### TASK OBJECTIVE
Search the entries for the word "RelabelError" and copy each line that has it.

### TASK INPUT

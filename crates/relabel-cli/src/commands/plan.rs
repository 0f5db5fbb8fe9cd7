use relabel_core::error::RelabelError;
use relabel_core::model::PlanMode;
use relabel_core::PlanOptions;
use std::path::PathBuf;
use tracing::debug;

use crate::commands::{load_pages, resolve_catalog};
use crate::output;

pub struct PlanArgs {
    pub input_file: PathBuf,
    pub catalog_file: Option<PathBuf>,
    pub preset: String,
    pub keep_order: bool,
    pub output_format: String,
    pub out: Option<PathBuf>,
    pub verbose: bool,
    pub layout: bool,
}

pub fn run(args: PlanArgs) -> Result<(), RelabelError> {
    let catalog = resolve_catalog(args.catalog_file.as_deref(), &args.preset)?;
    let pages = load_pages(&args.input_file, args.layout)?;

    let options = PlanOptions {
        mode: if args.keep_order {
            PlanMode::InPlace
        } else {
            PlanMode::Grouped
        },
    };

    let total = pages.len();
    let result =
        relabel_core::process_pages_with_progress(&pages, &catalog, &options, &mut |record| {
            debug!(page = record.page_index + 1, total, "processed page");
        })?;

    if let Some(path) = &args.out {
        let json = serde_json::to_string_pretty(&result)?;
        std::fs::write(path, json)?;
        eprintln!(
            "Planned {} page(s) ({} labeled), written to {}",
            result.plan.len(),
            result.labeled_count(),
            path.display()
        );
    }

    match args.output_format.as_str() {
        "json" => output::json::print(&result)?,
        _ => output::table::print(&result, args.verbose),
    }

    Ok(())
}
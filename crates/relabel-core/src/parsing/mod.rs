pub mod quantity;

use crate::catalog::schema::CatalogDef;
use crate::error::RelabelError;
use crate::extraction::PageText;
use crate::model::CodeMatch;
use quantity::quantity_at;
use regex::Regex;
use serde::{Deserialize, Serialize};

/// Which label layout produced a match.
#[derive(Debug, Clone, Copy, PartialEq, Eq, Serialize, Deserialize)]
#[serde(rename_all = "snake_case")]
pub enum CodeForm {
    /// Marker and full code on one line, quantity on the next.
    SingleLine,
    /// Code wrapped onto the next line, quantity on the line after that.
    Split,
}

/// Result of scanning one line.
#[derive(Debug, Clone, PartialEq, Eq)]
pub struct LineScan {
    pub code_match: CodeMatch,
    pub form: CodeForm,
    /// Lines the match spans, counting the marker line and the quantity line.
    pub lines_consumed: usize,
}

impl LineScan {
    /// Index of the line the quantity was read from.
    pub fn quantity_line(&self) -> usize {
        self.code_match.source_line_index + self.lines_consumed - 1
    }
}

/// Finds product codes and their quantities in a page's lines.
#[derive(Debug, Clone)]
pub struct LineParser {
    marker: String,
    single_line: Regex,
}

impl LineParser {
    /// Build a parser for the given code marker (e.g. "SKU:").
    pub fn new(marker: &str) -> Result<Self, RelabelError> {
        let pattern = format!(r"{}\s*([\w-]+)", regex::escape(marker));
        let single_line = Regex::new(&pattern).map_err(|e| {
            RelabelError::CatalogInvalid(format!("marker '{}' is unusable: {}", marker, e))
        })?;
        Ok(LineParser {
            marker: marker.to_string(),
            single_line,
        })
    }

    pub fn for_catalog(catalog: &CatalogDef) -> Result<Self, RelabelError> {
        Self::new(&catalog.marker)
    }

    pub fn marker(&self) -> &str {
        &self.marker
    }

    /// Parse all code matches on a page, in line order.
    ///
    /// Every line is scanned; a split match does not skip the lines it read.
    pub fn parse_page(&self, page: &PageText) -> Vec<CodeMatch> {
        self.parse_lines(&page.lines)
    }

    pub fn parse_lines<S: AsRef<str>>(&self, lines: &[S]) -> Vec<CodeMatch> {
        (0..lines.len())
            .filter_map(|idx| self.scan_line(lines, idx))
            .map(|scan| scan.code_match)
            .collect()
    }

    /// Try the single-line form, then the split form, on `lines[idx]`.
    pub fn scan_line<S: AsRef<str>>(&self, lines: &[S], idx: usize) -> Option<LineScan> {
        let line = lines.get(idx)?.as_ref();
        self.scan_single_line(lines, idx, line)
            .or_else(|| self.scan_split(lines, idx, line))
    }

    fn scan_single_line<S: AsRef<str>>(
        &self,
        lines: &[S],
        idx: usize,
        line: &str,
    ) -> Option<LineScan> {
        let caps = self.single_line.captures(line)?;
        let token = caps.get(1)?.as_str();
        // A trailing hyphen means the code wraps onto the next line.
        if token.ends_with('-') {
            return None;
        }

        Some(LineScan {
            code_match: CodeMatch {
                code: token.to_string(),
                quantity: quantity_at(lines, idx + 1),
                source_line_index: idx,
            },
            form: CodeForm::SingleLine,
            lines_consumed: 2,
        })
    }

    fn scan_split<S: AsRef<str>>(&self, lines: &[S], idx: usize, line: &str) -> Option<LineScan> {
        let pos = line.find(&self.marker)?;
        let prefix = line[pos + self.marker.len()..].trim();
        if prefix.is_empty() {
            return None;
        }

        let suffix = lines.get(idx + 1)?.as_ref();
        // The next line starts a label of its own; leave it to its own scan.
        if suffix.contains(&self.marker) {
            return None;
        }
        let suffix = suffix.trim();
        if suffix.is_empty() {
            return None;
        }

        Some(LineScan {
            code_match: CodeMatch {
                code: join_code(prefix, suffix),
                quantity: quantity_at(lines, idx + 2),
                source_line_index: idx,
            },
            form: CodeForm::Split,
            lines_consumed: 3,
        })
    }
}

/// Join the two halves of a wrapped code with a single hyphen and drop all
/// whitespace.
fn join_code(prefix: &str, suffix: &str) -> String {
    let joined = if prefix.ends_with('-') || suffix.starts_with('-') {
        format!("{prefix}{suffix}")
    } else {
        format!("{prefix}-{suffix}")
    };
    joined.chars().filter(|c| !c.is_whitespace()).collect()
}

### EXERCISE ANSWER
use relabel_core::error::RelabelError;
pub fn run(args: PlanArgs) -> Result<(), RelabelError> {
use crate::error::RelabelError;
    pub fn new(marker: &str) -> Result<Self, RelabelError> {
            RelabelError::CatalogInvalid(format!("marker '{}' is unusable: {}", marker, e))
    pub fn for_catalog(catalog: &CatalogDef) -> Result<Self, RelabelError> {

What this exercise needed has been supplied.